**What you have to do:** What is needed is the number of lines below that contain the string "columns", with no other text.

**Given data:**
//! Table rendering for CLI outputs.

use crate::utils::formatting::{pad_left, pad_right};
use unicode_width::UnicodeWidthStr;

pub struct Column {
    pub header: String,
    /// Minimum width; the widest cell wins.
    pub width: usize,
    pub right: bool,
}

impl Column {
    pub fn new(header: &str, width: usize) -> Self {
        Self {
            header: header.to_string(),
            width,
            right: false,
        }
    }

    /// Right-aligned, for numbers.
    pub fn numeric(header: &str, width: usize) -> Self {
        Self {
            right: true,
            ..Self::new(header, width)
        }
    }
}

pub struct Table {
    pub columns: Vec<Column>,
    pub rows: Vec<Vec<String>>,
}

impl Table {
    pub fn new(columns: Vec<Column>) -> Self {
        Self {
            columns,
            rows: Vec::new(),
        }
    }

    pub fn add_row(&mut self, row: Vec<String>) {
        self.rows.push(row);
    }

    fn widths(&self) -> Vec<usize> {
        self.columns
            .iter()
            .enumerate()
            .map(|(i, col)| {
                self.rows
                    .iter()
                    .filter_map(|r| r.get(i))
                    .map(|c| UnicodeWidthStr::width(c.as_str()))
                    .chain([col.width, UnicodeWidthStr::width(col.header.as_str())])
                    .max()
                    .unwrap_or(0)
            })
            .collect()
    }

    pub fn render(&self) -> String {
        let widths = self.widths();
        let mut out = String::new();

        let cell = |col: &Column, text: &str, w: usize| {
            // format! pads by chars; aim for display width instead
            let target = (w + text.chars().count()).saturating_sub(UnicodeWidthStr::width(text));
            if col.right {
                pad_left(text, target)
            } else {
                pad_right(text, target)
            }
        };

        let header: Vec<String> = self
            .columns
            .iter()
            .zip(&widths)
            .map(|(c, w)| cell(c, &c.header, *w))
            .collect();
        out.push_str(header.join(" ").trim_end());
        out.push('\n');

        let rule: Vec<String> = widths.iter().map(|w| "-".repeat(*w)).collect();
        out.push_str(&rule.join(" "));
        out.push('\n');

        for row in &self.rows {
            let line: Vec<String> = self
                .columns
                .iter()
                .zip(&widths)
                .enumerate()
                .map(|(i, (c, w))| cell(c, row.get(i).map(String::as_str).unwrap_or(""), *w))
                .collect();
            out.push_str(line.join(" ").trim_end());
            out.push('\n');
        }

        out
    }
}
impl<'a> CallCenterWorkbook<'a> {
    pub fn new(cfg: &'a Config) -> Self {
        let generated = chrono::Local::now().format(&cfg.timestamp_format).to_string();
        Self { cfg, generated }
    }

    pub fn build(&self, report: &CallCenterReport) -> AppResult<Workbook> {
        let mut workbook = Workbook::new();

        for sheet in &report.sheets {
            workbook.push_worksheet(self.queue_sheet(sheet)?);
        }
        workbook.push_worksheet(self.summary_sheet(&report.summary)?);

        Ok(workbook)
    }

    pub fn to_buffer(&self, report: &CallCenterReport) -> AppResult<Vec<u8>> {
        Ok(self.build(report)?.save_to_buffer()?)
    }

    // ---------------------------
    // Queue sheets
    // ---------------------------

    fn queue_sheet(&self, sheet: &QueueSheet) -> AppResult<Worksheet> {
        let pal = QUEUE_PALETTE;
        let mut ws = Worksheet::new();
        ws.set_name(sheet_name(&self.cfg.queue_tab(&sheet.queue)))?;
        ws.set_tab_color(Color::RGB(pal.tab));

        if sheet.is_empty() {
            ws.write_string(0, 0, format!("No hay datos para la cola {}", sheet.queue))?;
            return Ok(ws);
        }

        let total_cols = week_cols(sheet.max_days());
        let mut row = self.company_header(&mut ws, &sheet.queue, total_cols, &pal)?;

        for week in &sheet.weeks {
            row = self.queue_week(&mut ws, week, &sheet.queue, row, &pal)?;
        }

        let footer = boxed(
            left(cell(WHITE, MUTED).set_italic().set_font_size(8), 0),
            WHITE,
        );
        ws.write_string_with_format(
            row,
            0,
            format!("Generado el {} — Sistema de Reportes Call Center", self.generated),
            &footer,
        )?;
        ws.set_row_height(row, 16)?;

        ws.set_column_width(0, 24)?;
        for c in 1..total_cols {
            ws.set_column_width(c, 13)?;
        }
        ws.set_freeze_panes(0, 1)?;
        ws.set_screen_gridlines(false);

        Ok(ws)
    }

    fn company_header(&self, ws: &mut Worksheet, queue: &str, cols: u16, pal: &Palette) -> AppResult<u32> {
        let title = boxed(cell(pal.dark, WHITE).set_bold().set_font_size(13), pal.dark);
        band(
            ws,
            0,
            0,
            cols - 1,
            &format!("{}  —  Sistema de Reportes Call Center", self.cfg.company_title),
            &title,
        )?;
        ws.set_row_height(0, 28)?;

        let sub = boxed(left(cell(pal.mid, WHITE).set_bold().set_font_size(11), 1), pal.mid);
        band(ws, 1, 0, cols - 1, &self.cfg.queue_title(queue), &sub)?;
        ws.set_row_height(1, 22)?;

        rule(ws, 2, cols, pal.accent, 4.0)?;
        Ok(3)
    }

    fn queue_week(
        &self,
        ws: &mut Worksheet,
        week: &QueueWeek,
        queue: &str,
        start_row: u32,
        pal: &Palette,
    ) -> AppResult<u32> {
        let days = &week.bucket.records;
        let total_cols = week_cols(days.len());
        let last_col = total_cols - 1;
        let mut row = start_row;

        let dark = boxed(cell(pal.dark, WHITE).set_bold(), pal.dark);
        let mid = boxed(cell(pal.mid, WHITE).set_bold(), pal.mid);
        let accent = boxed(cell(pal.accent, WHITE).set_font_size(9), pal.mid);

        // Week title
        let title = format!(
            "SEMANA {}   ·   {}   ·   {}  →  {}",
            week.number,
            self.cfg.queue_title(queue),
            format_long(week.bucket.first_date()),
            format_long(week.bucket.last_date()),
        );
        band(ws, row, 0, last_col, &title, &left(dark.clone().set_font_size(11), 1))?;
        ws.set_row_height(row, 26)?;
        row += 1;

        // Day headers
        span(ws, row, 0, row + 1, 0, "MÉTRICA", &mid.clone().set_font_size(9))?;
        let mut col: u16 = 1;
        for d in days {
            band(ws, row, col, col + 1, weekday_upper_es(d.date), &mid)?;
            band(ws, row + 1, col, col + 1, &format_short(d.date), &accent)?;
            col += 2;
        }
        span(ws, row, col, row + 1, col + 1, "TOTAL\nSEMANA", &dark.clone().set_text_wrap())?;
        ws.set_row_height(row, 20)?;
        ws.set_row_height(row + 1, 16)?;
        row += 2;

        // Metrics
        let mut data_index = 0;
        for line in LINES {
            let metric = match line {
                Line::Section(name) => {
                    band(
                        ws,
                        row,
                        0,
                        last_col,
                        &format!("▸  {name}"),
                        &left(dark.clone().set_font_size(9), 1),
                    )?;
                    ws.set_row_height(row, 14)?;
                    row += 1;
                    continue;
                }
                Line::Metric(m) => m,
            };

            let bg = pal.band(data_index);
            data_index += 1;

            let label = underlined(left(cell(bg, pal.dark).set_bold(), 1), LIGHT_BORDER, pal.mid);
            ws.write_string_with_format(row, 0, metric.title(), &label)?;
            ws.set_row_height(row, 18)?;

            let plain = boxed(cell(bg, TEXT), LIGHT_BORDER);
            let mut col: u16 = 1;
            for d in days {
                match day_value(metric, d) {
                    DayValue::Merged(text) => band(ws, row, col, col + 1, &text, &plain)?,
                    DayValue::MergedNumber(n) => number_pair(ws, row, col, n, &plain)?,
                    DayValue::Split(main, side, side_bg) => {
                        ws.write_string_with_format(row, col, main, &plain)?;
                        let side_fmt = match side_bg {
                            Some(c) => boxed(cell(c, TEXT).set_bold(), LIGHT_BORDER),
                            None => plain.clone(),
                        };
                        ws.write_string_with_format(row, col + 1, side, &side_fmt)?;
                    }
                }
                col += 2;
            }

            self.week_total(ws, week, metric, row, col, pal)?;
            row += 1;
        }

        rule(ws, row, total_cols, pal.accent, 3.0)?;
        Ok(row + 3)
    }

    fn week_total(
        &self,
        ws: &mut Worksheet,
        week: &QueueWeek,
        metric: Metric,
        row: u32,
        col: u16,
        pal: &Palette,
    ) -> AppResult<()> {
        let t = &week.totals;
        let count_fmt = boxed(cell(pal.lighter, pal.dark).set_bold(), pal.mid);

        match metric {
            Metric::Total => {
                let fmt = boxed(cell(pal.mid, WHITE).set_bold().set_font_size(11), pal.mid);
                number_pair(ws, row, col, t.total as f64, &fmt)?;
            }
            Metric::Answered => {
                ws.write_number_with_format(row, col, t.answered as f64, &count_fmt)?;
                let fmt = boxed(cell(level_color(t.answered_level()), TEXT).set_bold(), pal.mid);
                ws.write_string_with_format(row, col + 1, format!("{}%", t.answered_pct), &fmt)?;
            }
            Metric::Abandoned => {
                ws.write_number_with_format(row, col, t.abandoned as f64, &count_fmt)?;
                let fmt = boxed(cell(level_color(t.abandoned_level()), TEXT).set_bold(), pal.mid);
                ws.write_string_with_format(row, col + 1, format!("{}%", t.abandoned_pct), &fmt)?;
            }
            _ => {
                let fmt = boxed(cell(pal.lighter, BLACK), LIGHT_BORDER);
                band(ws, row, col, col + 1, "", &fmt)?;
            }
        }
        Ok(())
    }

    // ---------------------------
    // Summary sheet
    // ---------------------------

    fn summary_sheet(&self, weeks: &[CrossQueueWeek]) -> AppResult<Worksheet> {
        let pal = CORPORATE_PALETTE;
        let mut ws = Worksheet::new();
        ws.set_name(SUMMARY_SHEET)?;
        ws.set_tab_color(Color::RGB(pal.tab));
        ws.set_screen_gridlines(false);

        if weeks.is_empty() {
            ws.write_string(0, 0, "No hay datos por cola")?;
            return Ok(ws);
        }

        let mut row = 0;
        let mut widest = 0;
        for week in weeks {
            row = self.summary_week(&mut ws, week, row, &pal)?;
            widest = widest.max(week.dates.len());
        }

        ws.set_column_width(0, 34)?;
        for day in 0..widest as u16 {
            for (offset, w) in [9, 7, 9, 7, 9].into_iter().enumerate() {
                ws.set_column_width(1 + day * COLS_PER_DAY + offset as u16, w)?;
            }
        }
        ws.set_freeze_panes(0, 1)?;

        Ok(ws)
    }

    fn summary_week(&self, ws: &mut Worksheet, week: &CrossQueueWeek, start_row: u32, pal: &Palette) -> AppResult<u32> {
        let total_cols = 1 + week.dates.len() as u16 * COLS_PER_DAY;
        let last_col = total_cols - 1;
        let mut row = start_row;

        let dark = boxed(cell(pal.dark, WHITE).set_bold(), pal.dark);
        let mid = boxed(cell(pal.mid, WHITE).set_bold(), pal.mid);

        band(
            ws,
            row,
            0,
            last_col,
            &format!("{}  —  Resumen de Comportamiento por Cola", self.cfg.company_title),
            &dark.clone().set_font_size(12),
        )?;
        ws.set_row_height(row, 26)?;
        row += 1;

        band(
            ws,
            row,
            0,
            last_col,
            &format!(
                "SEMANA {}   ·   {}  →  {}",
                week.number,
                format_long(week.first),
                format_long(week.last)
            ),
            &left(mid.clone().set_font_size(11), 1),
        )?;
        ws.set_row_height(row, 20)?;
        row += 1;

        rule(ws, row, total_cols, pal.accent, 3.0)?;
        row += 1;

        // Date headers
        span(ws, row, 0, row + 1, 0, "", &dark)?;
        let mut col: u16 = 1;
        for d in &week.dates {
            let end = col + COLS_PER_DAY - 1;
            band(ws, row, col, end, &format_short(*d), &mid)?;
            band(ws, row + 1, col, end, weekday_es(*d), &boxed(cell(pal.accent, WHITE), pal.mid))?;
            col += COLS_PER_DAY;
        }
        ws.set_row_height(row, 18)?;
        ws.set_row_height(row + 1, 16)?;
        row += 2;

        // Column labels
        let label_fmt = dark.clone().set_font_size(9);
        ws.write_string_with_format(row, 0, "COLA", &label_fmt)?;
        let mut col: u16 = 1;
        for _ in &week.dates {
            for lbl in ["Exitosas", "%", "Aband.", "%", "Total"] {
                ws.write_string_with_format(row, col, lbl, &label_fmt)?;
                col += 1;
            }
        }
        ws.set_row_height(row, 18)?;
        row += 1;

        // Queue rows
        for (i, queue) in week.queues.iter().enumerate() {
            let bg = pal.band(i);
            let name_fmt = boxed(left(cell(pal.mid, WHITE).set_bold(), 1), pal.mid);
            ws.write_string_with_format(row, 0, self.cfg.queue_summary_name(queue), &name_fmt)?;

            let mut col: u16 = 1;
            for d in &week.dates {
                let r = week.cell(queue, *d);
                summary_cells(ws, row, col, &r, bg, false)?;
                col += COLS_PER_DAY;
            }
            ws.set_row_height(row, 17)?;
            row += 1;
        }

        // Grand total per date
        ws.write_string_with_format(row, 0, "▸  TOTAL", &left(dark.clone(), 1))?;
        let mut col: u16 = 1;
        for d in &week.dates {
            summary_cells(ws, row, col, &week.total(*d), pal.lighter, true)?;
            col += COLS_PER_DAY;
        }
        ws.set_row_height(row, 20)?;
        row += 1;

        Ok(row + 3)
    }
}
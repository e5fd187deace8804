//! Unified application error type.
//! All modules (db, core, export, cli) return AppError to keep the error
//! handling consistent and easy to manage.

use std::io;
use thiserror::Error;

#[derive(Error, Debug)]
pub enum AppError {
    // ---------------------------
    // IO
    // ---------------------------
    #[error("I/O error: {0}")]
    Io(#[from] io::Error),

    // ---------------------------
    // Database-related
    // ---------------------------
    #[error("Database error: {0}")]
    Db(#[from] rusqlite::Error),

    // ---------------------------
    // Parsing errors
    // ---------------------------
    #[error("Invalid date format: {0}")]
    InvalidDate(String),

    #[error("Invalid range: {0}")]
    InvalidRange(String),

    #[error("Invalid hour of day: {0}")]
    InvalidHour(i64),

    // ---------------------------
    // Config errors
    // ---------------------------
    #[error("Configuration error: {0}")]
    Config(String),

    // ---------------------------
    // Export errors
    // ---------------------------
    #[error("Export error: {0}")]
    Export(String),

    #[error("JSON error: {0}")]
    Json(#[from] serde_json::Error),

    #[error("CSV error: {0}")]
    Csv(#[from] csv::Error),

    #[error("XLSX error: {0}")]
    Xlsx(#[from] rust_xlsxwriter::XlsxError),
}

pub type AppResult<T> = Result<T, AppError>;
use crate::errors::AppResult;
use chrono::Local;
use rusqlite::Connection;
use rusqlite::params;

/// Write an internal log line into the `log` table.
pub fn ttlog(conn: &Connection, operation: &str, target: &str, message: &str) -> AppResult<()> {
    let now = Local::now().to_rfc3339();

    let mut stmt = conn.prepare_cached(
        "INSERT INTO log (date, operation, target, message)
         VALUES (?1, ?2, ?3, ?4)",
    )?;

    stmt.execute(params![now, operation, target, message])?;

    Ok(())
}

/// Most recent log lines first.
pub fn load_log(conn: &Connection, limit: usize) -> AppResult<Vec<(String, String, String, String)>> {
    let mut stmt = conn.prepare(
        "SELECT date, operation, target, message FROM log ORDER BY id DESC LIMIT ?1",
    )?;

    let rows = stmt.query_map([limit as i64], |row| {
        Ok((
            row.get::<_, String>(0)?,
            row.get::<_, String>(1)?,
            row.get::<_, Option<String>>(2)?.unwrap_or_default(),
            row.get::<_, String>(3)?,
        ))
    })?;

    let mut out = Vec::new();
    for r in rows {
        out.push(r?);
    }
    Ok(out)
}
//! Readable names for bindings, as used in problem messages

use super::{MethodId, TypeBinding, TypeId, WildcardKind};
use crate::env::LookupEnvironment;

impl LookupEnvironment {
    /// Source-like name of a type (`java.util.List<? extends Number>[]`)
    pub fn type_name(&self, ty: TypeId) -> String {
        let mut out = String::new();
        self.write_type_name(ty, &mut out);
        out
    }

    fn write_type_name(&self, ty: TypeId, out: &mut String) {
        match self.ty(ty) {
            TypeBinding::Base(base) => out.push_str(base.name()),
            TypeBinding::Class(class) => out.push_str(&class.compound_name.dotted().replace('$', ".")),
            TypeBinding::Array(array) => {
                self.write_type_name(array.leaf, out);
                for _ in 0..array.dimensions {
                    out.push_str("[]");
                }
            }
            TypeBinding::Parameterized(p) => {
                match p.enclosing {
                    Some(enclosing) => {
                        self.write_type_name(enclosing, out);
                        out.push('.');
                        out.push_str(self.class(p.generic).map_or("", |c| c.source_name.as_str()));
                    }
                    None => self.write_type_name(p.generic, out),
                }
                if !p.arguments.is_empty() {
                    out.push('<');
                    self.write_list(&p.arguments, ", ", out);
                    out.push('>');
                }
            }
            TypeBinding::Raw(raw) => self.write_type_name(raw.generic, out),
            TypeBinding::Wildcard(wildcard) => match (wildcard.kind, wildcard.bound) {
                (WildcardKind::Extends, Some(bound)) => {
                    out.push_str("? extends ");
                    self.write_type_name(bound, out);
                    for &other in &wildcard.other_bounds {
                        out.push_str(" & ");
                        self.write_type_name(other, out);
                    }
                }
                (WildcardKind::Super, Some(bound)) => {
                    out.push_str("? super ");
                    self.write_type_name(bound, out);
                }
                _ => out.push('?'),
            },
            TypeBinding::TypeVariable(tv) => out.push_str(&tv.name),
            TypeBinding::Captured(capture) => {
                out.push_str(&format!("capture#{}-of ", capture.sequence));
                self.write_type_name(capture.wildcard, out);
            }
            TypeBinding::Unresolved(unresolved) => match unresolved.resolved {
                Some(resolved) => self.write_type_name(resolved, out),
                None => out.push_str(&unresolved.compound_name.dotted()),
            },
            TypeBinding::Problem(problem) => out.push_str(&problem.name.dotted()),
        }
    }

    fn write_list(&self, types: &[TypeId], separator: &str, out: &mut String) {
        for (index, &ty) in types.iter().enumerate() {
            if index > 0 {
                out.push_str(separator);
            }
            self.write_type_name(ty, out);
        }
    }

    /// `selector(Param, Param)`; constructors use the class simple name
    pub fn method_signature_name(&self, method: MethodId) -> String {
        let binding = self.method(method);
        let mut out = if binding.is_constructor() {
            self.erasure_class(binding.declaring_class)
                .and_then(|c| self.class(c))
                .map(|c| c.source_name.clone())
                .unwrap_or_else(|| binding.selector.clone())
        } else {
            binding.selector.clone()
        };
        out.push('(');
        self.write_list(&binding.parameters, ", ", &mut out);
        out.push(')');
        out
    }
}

**Response below:** 6